● What to work on:
Starting at the line that contains "announcement: DiscoveryAnnouncement) ->" and ending at the line that contains "election_timeout(&self, tick: ElectionTimeoutTick)", the lines below are to be given again exactly, with nothing added.

● Given information:
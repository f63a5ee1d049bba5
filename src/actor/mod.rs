use crate::commitlog::Log;
use crate::consensus::{
    AppendEntriesError, AppendEntriesInput, AppendEntriesOutput, AppendEntriesReplyFromPeer, ConsensusEngine,
    DiscoveryAnnouncement, ElectionTimeoutTick, HeartbeatTick, InstallSnapshotError, InstallSnapshotInput,
    InstallSnapshotOutput, InstallSnapshotReplyFromPeer, JoinClusterError, JoinClusterInput, JoinClusterOutput,
    LogEntry, LogEntryView, ProposeError, ProposeInput, ProposeOutput, RequestVoteError, RequestVoteInput,
    RequestVoteOutput, RequestVoteReplyFromPeer, Snapshot,
};
use std::io;
use tokio::sync::{mpsc, oneshot};

// Design choice: The engine inside this actor owns every piece of cluster state. RPC handlers,
//                timers, discovery and the directory reach it only through these events.
#[derive(Debug)]
pub(crate) enum Event {
    // Leader: Append to log and replicate.
    // Candidate/Follower: Redirect or reject.
    Propose(ProposeInput, Callback<Result<ProposeOutput, ProposeError>>),

    // All states: Grant vote if applicable. Step down on a newer term.
    RequestVote(
        RequestVoteInput,
        Callback<Result<RequestVoteOutput, RequestVoteError>>,
    ),
    RequestVoteReply(RequestVoteReplyFromPeer),

    // Candidate/Follower: Follow the sender, reset election timeout, reconcile log.
    AppendEntries(
        AppendEntriesInput,
        Callback<Result<AppendEntriesOutput, AppendEntriesError>>,
    ),
    AppendEntriesReply(AppendEntriesReplyFromPeer),

    InstallSnapshot(
        InstallSnapshotInput,
        Callback<Result<InstallSnapshotOutput, InstallSnapshotError>>,
    ),
    InstallSnapshotReply(InstallSnapshotReplyFromPeer),

    JoinCluster(
        JoinClusterInput,
        Callback<Result<JoinClusterOutput, JoinClusterError>>,
    ),
    DiscoveryAnnouncement(DiscoveryAnnouncement),

    // Leader: Replicate to one peer.
    HeartbeatTimer(HeartbeatTick),
    // Candidate/Follower: Start a new election if the tick is current.
    ElectionTimeout(ElectionTimeoutTick),
    StartElection,
    LivenessSweep,

    TakeSnapshot(Callback<Result<Snapshot, io::Error>>),
    ReadLogEntry(u64, Callback<Option<LogEntryView>>),
    Shutdown(Callback<Result<Snapshot, io::Error>>),
}

#[derive(Debug)]
pub(crate) struct Callback<T>(oneshot::Sender<T>);

impl<T> Callback<T> {
    pub(crate) fn send(self, message: T) {
        let _ = self.0.send(message);
    }
}

#[derive(Debug, thiserror::Error)]
#[error("Consensus engine event loop has exited")]
pub(crate) struct ActorExited;

/// Owning handle: the event loop runs until every ActorClient is dropped.
pub(crate) struct ActorClient {
    sender: mpsc::Sender<Event>,
}

impl ActorClient {
    pub(crate) fn new(buffer_size: usize) -> (Self, mpsc::Receiver<Event>) {
        let (tx, rx) = mpsc::channel(buffer_size);

        (ActorClient { sender: tx }, rx)
    }

    pub(crate) fn weak(&self) -> WeakActorClient {
        WeakActorClient {
            sender: self.sender.downgrade(),
        }
    }
}

/// Non-owning handle given to timers, RPC servers and spawned peer calls, so none of them keep
/// the event loop alive on their own.
#[derive(Clone)]
pub(crate) struct WeakActorClient {
    sender: mpsc::WeakSender<Event>,
}

impl WeakActorClient {
    pub(crate) async fn propose(&self, input: ProposeInput) -> Result<ProposeOutput, ProposeError> {
        self.call(|cb| Event::Propose(input, cb))
            .await
            .unwrap_or(Err(ProposeError::EngineExited))
    }

    pub(crate) async fn request_vote(&self, input: RequestVoteInput) -> Result<RequestVoteOutput, RequestVoteError> {
        self.call(|cb| Event::RequestVote(input, cb))
            .await
            .unwrap_or(Err(RequestVoteError::ActorExited))
    }

    pub(crate) async fn append_entries(
        &self,
        input: AppendEntriesInput,
    ) -> Result<AppendEntriesOutput, AppendEntriesError> {
        self.call(|cb| Event::AppendEntries(input, cb))
            .await
            .unwrap_or(Err(AppendEntriesError::ActorExited))
    }

    pub(crate) async fn install_snapshot(
        &self,
        input: InstallSnapshotInput,
    ) -> Result<InstallSnapshotOutput, InstallSnapshotError> {
        self.call(|cb| Event::InstallSnapshot(input, cb))
            .await
            .unwrap_or(Err(InstallSnapshotError::ActorExited))
    }

    pub(crate) async fn join_cluster(&self, input: JoinClusterInput) -> Result<JoinClusterOutput, JoinClusterError> {
        self.call(|cb| Event::JoinCluster(input, cb))
            .await
            .unwrap_or(Err(JoinClusterError::ActorExited))
    }

    pub(crate) async fn take_snapshot(&self) -> Result<Result<Snapshot, io::Error>, ActorExited> {
        self.call(Event::TakeSnapshot).await
    }

    pub(crate) async fn read_log_entry(&self, index: u64) -> Result<Option<LogEntryView>, ActorExited> {
        self.call(|cb| Event::ReadLogEntry(index, cb)).await
    }

    pub(crate) async fn shutdown(&self) -> Result<Result<Snapshot, io::Error>, ActorExited> {
        self.call(Event::Shutdown).await
    }

    pub(crate) async fn request_vote_reply(&self, reply: RequestVoteReplyFromPeer) -> Result<(), ActorExited> {
        self.send(Event::RequestVoteReply(reply)).await
    }

    pub(crate) async fn append_entries_reply(&self, reply: AppendEntriesReplyFromPeer) -> Result<(), ActorExited> {
        self.send(Event::AppendEntriesReply(reply)).await
    }

    pub(crate) async fn install_snapshot_reply(&self, reply: InstallSnapshotReplyFromPeer) -> Result<(), ActorExited> {
        self.send(Event::InstallSnapshotReply(reply)).await
    }

    pub(crate) async fn discovery_announcement(&self, announcement: DiscoveryAnnouncement) -> Result<(), ActorExited> {
        self.send(Event::DiscoveryAnnouncement(announcement)).await
    }

    pub(crate) async fn heartbeat_timer(&self, tick: HeartbeatTick) -> Result<(), ActorExited> {
        self.send(Event::HeartbeatTimer(tick)).await
    }

    pub(crate) async fn election_timeout(&self, tick: ElectionTimeoutTick) -> Result<(), ActorExited> {
        self.send(Event::ElectionTimeout(tick)).await
    }

    pub(crate) async fn start_election(&self) -> Result<(), ActorExited> {
        self.send(Event::StartElection).await
    }

    pub(crate) async fn liveness_sweep(&self) -> Result<(), ActorExited> {
        self.send(Event::LivenessSweep).await
    }

    async fn call<T, F>(&self, event_fn: F) -> Result<T, ActorExited>
    where
        F: FnOnce(Callback<T>) -> Event,
    {
        let (tx, rx) = oneshot::channel();
        self.send(event_fn(Callback(tx))).await?;

        rx.await.map_err(|_| ActorExited)
    }

    async fn send(&self, event: Event) -> Result<(), ActorExited> {
        let sender = self.sender.upgrade().ok_or(ActorExited)?;
        sender.send(event).await.map_err(|_| ActorExited)
    }
}

/// EngineActor is the consensus engine in actor model.
pub(crate) struct EngineActor<L: Log<LogEntry>> {
    receiver: mpsc::Receiver<Event>,
    engine: ConsensusEngine<L>,
}

impl<L: Log<LogEntry> + 'static> EngineActor<L> {
    pub(crate) fn new(receiver: mpsc::Receiver<Event>, engine: ConsensusEngine<L>) -> Self {
        EngineActor { receiver, engine }
    }

    pub(crate) async fn run_event_loop(mut self) {
        self.engine.publish_state();
        while let Some(event) = self.receiver.recv().await {
            self.handle_event(event);
            self.engine.publish_state();
        }
    }

    // This must NOT be async. Any long running work must be spawned on another task
    // and come back to this actor as an event.
    fn handle_event(&mut self, event: Event) {
        match event {
            Event::Propose(input, callback) => callback.send(self.engine.handle_propose(input)),
            Event::RequestVote(input, callback) => callback.send(self.engine.handle_request_vote(input)),
            Event::RequestVoteReply(reply) => self.engine.handle_request_vote_reply(reply),
            Event::AppendEntries(input, callback) => callback.send(self.engine.handle_append_entries(input)),
            Event::AppendEntriesReply(reply) => self.engine.handle_append_entries_reply(reply),
            Event::InstallSnapshot(input, callback) => callback.send(self.engine.handle_install_snapshot(input)),
            Event::InstallSnapshotReply(reply) => self.engine.handle_install_snapshot_reply(reply),
            Event::JoinCluster(input, callback) => callback.send(self.engine.handle_join(input)),
            Event::DiscoveryAnnouncement(announcement) => self.engine.handle_discovery_announcement(announcement),
            Event::HeartbeatTimer(tick) => self.engine.handle_heartbeat_timer(tick),
            Event::ElectionTimeout(tick) => self.engine.handle_election_timeout(tick),
            Event::StartElection => self.engine.handle_start_election(),
            Event::LivenessSweep => self.engine.handle_liveness_sweep(),
            Event::TakeSnapshot(callback) => callback.send(self.engine.handle_take_snapshot()),
            Event::ReadLogEntry(index, callback) => callback.send(self.engine.handle_read_log_entry(index)),
            Event::Shutdown(callback) => callback.send(self.engine.handle_shutdown()),
        }
    }
}
use crate::actor::{ActorClient, EngineActor, Event, WeakActorClient};
use crate::config::{ClusterConfig, ClusterOptionsValidated, OptionsError, SeedPeer};
use crate::consensus::{
    create_engine, ClusterStateListener, CommitStream, DiscoveryAnnouncement, EngineConfig, JoinClusterInput, NodeId,
    PeerTransport, Snapshot, Term,
};
use crate::directory::join::{join_via_seeds, JoinOutcome, JoinPolicy};
use crate::directory::snapshot_store::{SharedDiagnostics, SnapshotStore};
use crate::directory::{ClusterHandle, SnapshotDiagnostics, SnapshotError};
use crate::discovery::{DiscoveryMessage, ReceivedAnnouncement};
use crate::peer::GrpcPeerTransport;
use std::convert::TryFrom;
use std::io;
use std::net::SocketAddr;
use std::path::PathBuf;
use std::sync::Arc;
use tokio::sync::mpsc;
use tokio::task::JoinHandle;
use tokio::time::{self, Duration, MissedTickBehavior};
use tokio_util::sync::CancellationToken;

const EVENT_BUFFER_SIZE: usize = 256;

#[derive(Debug, thiserror::Error)]
pub enum OpenError {
    #[error("Cluster directory was already opened")]
    AlreadyOpen,

    #[error("Failed to restore snapshot")]
    Snapshot(#[source] SnapshotError),

    #[error("Failed to restore term and vote")]
    TermState(#[source] io::Error),

    #[error("Seeds belong to cluster '{theirs}', not '{ours}'")]
    WrongCluster { ours: String, theirs: String },

    #[error("No seed let us join within {deadline:?} ({rounds} rounds)")]
    JoinTimedOut { deadline: Duration, rounds: u32 },

    #[error("No seeds to join and bootstrapping is not allowed")]
    NothingToJoin,

    #[error("No leader emerged within {0:?} of bootstrapping")]
    BootstrapTimedOut(Duration),

    #[error("Consensus engine exited while opening")]
    EngineExited,
}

● Task solution:
    pub(crate) async fn discovery_announcement(&self, announcement: DiscoveryAnnouncement) -> Result<(), ActorExited> {
        self.send(Event::DiscoveryAnnouncement(announcement)).await
    }

    pub(crate) async fn heartbeat_timer(&self, tick: HeartbeatTick) -> Result<(), ActorExited> {
        self.send(Event::HeartbeatTimer(tick)).await
    }

    pub(crate) async fn election_timeout(&self, tick: ElectionTimeoutTick) -> Result<(), ActorExited> {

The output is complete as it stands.